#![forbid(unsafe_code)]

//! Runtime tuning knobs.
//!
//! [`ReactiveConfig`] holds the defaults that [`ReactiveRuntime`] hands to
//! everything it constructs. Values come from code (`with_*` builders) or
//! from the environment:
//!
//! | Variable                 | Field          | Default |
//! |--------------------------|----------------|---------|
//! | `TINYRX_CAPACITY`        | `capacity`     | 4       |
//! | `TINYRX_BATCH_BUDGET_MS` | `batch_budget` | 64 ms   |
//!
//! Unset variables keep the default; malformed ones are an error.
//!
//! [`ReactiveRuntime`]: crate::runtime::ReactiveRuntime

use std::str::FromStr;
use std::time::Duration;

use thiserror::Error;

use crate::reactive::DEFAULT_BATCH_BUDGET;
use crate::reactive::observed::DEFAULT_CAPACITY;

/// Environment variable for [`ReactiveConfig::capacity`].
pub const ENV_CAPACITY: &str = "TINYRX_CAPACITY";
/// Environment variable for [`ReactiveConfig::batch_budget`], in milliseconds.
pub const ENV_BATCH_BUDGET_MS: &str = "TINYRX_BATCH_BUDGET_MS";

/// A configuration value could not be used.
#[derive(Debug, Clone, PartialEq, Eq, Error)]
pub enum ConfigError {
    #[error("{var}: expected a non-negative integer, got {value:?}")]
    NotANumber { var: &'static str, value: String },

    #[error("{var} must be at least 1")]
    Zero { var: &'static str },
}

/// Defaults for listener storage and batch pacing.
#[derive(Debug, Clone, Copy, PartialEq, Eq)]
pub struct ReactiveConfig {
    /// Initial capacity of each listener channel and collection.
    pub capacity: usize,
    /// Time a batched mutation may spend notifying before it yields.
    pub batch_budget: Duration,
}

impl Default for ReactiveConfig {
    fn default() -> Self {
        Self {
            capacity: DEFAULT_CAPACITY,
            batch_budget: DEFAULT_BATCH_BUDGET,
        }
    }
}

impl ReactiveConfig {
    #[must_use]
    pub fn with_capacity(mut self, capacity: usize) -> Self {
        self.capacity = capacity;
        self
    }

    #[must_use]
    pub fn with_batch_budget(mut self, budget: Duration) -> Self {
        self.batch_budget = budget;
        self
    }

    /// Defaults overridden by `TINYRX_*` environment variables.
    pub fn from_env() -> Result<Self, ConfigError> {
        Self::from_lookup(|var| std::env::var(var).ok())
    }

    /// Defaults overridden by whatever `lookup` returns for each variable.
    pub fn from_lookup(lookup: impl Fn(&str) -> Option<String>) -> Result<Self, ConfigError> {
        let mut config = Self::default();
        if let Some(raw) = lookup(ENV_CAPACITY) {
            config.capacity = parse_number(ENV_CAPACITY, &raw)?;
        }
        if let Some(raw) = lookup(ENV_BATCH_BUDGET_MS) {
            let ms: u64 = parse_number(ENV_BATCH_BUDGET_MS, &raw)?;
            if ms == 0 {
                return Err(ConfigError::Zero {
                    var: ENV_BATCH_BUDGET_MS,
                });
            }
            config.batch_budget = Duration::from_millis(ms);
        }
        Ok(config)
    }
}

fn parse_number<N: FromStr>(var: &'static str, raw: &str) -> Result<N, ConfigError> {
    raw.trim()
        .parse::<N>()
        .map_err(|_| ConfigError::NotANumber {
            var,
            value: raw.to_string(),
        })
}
------------------------------------------------------------------------
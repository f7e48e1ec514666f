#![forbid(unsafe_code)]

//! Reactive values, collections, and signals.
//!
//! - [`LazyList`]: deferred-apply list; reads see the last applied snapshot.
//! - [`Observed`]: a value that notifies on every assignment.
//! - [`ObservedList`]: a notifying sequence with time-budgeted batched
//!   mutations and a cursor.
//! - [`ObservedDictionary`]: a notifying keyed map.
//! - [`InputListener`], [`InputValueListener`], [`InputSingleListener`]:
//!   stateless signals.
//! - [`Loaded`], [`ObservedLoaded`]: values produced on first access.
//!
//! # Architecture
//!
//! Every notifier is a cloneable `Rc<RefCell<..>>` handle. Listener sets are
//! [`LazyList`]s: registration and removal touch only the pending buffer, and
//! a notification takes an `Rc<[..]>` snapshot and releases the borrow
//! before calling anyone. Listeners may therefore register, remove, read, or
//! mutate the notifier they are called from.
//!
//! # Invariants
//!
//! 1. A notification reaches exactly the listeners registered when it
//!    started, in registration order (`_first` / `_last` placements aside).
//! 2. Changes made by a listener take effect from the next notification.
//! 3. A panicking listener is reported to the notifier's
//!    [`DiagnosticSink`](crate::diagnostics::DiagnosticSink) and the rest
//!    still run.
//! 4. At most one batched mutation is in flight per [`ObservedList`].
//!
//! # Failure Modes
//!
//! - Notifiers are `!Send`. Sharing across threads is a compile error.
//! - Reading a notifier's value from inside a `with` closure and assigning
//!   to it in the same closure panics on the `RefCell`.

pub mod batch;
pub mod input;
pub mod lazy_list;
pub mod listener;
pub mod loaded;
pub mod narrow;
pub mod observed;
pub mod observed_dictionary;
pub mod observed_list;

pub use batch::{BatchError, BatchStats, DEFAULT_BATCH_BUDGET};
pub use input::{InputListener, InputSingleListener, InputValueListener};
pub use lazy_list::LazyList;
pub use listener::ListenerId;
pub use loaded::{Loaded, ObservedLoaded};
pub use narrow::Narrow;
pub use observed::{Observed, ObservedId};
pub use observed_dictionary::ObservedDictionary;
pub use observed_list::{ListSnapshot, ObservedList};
------------------------------------------------------------------------
Of all the lines in the entries, count those with the string "registration", and report only that number.

2